Еще одним вкладом в улучшение качества жизни москвичей при губернаторе Голицыне стала реконструкция Мытищинского водопровода. Сооружен он был еще в 1804 году, но к началу 1820-х практически не работал: из Мытищ до Москвы доходило лишь 5% воды, так что горожане по-прежнему ходили с ведрами на реку или брали воду из колодцев — их было больше четырех тысяч и в абсолютном большинстве из них вода не годилась для питья. По распоряжению губернатора в 1826–1830 годах были проведены работы по проекту инженера Яниша: сооружена Алексеевская водокачка, откуда вода поступала в резервуар на втором этаже Сухаревой башни, а из него по чугунным трубам шла к пяти фонтанам в разных частях города. Это были не декоративные, а водоразборные фонтаны с трубой посередине: через нее в каждый ежедневно поступало 40 тысяч ведер чистой питьевой воды для нужд москвичей.

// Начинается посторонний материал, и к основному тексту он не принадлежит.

//! Client configuration.

use std::time::Duration;

use serde::{Deserialize, Serialize};
use thiserror::Error;
use url::Url;

use crate::client::RetryPolicy;

/// Base URL used when none is configured.
pub const DEFAULT_BASE_URL: &str = "http://localhost:8000/api/v1";

/// Login entry point used for forced logout.
pub const DEFAULT_LOGIN_PATH: &str = "/login";

/// Transport attempts per request, including the first one.
pub const DEFAULT_MAX_ATTEMPTS: u32 = 3;

/// Backoff unit between transport attempts.
pub const DEFAULT_RETRY_BASE_DELAY_MS: u64 = 1000;

/// Errors raised while validating configuration.
#[derive(Debug, Clone, Error, PartialEq, Eq)]
pub enum ConfigError {
    /// The base URL is not an absolute http(s) URL.
    #[error("invalid base URL {url:?}: {message}")]
    InvalidBaseUrl {
        /// The offending value.
        url: String,
        /// Why it was rejected.
        message: String,
    },

    /// A setting could not be parsed.
    #[error("invalid value for {key}: {value:?}")]
    InvalidValue {
        /// Setting name.
        key: String,
        /// Raw value.
        value: String,
    },

    /// `max_attempts` must allow at least one attempt.
    #[error("max_attempts must be at least 1")]
    ZeroAttempts,
}

/// Settings consumed by the API client.
#[derive(Debug, Clone, PartialEq, Eq, Serialize, Deserialize)]
#[serde(default)]
pub struct ClientConfig {
    /// Root of every relative request path.
    pub base_url: String,
    /// Where forced logout navigates to.
    pub login_path: String,
    /// Transport attempts per request, including the first one.
    pub max_attempts: u32,
    /// Backoff unit in milliseconds.
    pub retry_base_delay_ms: u64,
}

impl Default for ClientConfig {
    fn default() -> Self {
        Self {
            base_url: DEFAULT_BASE_URL.to_string(),
            login_path: DEFAULT_LOGIN_PATH.to_string(),
            max_attempts: DEFAULT_MAX_ATTEMPTS,
            retry_base_delay_ms: DEFAULT_RETRY_BASE_DELAY_MS,
        }
    }
}

impl ClientConfig {
    /// Default settings pointing at `base_url`.
    #[must_use]
    pub fn with_base_url(base_url: impl Into<String>) -> Self {
        Self {
            base_url: base_url.into(),
            ..Self::default()
        }
    }

    /// Sets the forced-logout destination.
    #[must_use]
    pub fn with_login_path(mut self, login_path: impl Into<String>) -> Self {
        self.login_path = login_path.into();
        self
    }

    /// Sets the retry parameters.
    #[must_use]
    pub const fn with_retry(mut self, max_attempts: u32, base_delay_ms: u64) -> Self {
        self.max_attempts = max_attempts;
        self.retry_base_delay_ms = base_delay_ms;
        self
    }

    /// Checks that the settings can drive a client.
    ///
    /// # Errors
    ///
    /// Returns the first invalid setting.
    pub fn validate(&self) -> Result<(), ConfigError> {
        self.parsed_base_url()?;
        if self.max_attempts == 0 {
            return Err(ConfigError::ZeroAttempts);
        }
        Ok(())
    }

    /// Parses the base URL.
    ///
    /// # Errors
    ///
    /// Returns [`ConfigError::InvalidBaseUrl`] unless it is an absolute http(s) URL.
    pub fn parsed_base_url(&self) -> Result<Url, ConfigError> {
        let url = Url::parse(&self.base_url).map_err(|e| ConfigError::InvalidBaseUrl {
            url: self.base_url.clone(),
            message: e.to_string(),
        })?;
        if !matches!(url.scheme(), "http" | "https") {
            return Err(ConfigError::InvalidBaseUrl {
                url: self.base_url.clone(),
                message: "scheme must be http or https".to_string(),
            });
        }
        Ok(url)
    }

    /// Transport retry policy derived from these settings.
    #[must_use]
    pub const fn retry_policy(&self) -> RetryPolicy {
        RetryPolicy::new(
            self.max_attempts,
            Duration::from_millis(self.retry_base_delay_ms),
        )
    }
}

Как и положено всякому просвещенному губернатору, Дмитрий Голицын был покровителем искусств. При его деятельном участии было основано Московское художественное общество и открыто училище живописи, ваяния и зодчества. Кроме того, князь полагал, что «Москва должна учить вкусу в литературе», а потому выхлопотал в Петербурге разрешение на издание журнала «Московский наблюдатель». Вообще, когда мы говорим о «пушкинской Москве», имея в виду город, куда поэт вернулся после михайловской ссылки в 1826 году, то это одновременно и «Москва голицынская». Пушкин не раз бывал на блестящих балах в губернаторском дворце на Тверской, вспоминал в письмах к друзьям представляемые там «живые картины», в которых участвовала юная Наталья Гончарова, а стихотворение 1827 года «В отдалении от вас», посвященное Екатерине Ушаковой, имеет авторскую пометку: «Экспромт, сказанный в мазурке на бале у князя Голицына».
В начале 1840-х губернатор устроил у себя в доме собиравшийся по четвергам литературный салон, где однажды заснул (как и добрая половина присутствовавших), когда Гоголь читал свой «Рим». «Но, — вспоминает Сергей Аксаков, — когда к концу дело дошло до комических разговоров итальянских женщин между собою и со своими мужьями, все общество точно проснулось и пришло в неописанный восторг».
Приходилось Дмитрию Владимировичу сталкиваться с талантливыми литераторами и на работе: рассказывают, что в конце 1837 года ему пришло предписание из Петербурга срочно найти автора басни-памфлета на князя Волконского «Вол, конской сбруею украшенный, стоял» и доставить того в кандалах в Петропавловскую крепость. Памфлетиста градоначальник обнаружил среди своих подчиненных: им оказался молодой чиновник губернаторской канцелярии Семен Стромилов. Но своих Голицын не сдавал: вызвал Стромилова к себе и со словами: «Бог дает вам, молодым, таланты, а вы обращаете их себе во вред. Пиши на меня, а это <… > не тронь», — приказал все запрещенное уничтожить. А в Петербург доложил, что автора памфлета отыскать не удалось.
Летом 1843 года князь взял отпуск и отправился на лечение в Париж, где и умер после операции 27 марта 1844 года. Его последний путь на родину в точности повторял, только в обратном порядке, тот маршрут, по которому когда-то Голицын со своими кирасирами дошел от Москвы до Парижа. Многолюдные похороны были, по словам одной из современниц, выражением «не лести перед могучим вельможей, а всеобщей народной печали и благодарности». Ведь за почти четверть века своего правления этот генерал, петербуржец и полуфранцуз не просто стал для жителей древней столицы своим, но и превратился — благодаря независимости, справедливости, широте души и щедрости по отношению к обездоленным — в воплощение истинно московского духа.